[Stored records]

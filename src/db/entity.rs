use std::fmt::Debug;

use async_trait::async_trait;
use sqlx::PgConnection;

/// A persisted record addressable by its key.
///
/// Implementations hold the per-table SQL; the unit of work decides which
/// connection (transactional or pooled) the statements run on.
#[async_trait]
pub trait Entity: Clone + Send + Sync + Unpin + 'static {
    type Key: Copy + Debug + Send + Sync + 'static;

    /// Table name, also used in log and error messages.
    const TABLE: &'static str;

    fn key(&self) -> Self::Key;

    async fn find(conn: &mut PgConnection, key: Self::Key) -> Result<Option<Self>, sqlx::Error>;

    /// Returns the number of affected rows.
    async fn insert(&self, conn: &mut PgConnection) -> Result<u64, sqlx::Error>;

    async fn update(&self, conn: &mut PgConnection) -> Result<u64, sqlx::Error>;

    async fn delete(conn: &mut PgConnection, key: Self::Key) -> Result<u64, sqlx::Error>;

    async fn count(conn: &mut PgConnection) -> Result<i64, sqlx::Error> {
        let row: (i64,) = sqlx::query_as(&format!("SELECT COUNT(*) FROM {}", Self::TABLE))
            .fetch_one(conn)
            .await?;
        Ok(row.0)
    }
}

--

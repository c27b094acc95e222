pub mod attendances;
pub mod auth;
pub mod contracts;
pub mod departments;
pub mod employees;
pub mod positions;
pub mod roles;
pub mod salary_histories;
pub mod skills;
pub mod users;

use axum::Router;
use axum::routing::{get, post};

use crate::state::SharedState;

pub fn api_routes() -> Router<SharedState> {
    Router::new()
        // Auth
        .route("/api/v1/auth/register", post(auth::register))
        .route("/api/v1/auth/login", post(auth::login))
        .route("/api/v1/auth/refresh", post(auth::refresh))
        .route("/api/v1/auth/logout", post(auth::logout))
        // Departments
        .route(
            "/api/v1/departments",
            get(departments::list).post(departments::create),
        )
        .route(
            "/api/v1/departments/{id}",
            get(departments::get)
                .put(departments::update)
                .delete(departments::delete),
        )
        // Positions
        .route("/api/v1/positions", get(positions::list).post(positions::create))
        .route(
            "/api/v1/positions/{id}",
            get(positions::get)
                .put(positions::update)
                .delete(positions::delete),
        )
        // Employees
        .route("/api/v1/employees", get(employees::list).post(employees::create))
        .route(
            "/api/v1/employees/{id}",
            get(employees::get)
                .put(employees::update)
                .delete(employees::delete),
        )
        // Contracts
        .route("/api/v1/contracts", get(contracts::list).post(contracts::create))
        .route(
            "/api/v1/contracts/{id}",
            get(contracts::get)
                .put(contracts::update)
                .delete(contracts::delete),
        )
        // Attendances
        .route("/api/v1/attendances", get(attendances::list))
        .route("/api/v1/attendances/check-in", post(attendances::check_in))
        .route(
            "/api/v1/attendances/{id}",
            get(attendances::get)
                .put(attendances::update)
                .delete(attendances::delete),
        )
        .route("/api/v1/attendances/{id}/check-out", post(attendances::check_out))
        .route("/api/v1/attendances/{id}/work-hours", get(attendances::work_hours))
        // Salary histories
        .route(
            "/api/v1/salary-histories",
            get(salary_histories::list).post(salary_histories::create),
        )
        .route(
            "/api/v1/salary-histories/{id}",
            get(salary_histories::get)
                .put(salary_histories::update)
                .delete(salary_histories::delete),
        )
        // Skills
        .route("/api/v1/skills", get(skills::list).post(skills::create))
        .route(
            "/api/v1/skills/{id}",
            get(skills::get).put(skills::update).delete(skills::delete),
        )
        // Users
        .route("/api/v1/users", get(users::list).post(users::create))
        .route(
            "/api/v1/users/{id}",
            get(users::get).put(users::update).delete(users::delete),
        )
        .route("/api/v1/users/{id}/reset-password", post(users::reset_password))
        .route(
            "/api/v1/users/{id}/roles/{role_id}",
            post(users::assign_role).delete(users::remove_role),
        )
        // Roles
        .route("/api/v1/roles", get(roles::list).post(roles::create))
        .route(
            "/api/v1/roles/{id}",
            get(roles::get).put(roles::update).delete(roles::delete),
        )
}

EXERCISE >>
Check each line above for the string "work" and copy those that have it.

RESULT BELOW >>
/// Implementations hold the per-table SQL; the unit of work decides which
        .route("/api/v1/attendances/{id}/work-hours", get(attendances::work_hours))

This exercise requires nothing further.